In [1]:
## Loading MNIST dataset from keras
import keras
from sklearn.preprocessing import LabelBinarizer
import matplotlib.pyplot as plt


Using TensorFlow backend.


In [2]:
def load_dataset(flatten=False):
    (X_train, y_train), (X_test, y_test) = keras.datasets.mnist.load_data()
    # normalize x
    X_train = X_train.astype(float)/255
    X_test = X_test.astype(float)/255
    # we reserve the last 10000 training examples for validation
    X_train, X_val = X_train[:-10000], X_train[-10000:]
    y_train, y_val = y_train[:-10000], y_train[-10000:]
    if flatten:
        X_train = X_train.reshape([X_train.shape[0], -1])
        X_val = X_val.reshape([X_val.shape[0], -1])
        X_test = X_test.reshape([X_test.shape[0], -1])
    return X_train, y_train, X_val, y_val, X_test, y_test

In [8]:
X_train, y_train, X_val, y_val, X_test, y_test = load_dataset()
## Printing dimensions
print(X_train.shape, y_train.shape)
## Visualizing the first digit
#plt.imshow(X_train[0], cmap="Greys");


(50000, 28, 28) (50000,)


In [4]:
## Importing required libraries
import numpy as np
import tensorflow as tf
from sklearn.metrics import roc_auc_score, accuracy_score
s = tf.InteractiveSession()

In [10]:
## Defining various initialization parameters for 784-512-256-10 MLP model
num_classes = 10
num_features = 784
num_output = 10
num_layers_0 = 512
num_layers_1 = 256
starter_learning_rate = 0.001
regularizer_rate = 0.1

In [11]:
# Placeholders for the input data
input_X = tf.placeholder('float32',shape =(None,num_features),name="input_X")
input_y = tf.placeholder('float32',shape = (None,num_classes),name='input_Y')


## for dropout layer
keep_prob = tf.placeholder(tf.float32)

In [12]:
## Weights initialized by random normal function with std_dev = 1/sqrt(number of input features)
weights_0 = tf.Variable(tf.random_normal([num_features,num_layers_0], stddev=(1/tf.sqrt(float(num_features)))))
bias_0 = tf.Variable(tf.random_normal([num_layers_0]))

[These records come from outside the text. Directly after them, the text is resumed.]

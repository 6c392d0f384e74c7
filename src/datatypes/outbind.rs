use crate::codec::{CodecError, Decodable, Encodable, PduHeader, decode_cstring, encode_cstring};
use crate::datatypes::CommandId;
use crate::datatypes::bind::{MAX_PASSWORD_LEN, MAX_SYSTEM_ID_LEN};
use bytes::BytesMut;
use std::io::Cursor;

/// SMSC request asking the ESME to bind as a receiver.
#[derive(Clone, Debug, PartialEq, Eq)]
pub struct Outbind {
    pub sequence_number: u32,
    pub system_id: String,
    pub password: String,
}

impl Encodable for Outbind {
    fn encode(&self, buf: &mut BytesMut) -> Result<(), CodecError> {
        PduHeader::new(CommandId::Outbind, 0, self.sequence_number).encode(buf);
        encode_cstring(buf, &self.system_id, MAX_SYSTEM_ID_LEN, "system_id")?;
        encode_cstring(buf, &self.password, MAX_PASSWORD_LEN, "password")
    }
}

impl Decodable for Outbind {
    fn decode(header: PduHeader, buf: &mut Cursor<&[u8]>) -> Result<Self, CodecError> {
        Ok(Outbind {
            sequence_number: header.sequence_number,
            system_id: decode_cstring(buf, MAX_SYSTEM_ID_LEN, "system_id")?,
            password: decode_cstring(buf, MAX_PASSWORD_LEN, "password")?,
        })
    }
}

#[cfg(test)]
mod tests {
    use super::*;
    use crate::codec::Frame;

    #[test]
    fn outbind_roundtrip() {
        let outbind = Outbind {
            sequence_number: 1,
            system_id: "SMSC".into(),
            password: "secret".into(),
        };
        let bytes = outbind.to_bytes().unwrap();
        assert_eq!(Frame::decode(&bytes).unwrap(), Frame::Outbind(outbind));
    }
}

weights_1 = tf.Variable(tf.random_normal([num_layers_0,num_layers_1], stddev=(1/tf.sqrt(float(num_layers_0)))))
bias_1 = tf.Variable(tf.random_normal([num_layers_1]))
weights_2 = tf.Variable(tf.random_normal([num_layers_1,num_output], stddev=(1/tf.sqrt(float(num_layers_1)))))
bias_2 = tf.Variable(tf.random_normal([num_output]))

Instructions for updating:
Colocations handled automatically by placer.


In [18]:
print(weights_0)

<tf.Variable 'Variable:0' shape=(784, 512) dtype=float32_ref>


In [14]:
## Initializing weigths and biases
hidden_output_0 = tf.nn.relu(tf.matmul(input_X,weights_0)+bias_0)
hidden_output_0_0 = tf.nn.dropout(hidden_output_0, keep_prob)
hidden_output_1 = tf.nn.relu(tf.matmul(hidden_output_0_0,weights_1)+bias_1)
hidden_output_1_1 = tf.nn.dropout(hidden_output_1, keep_prob)
predicted_y = tf.sigmoid(tf.matmul(hidden_output_1_1,weights_2) + bias_2)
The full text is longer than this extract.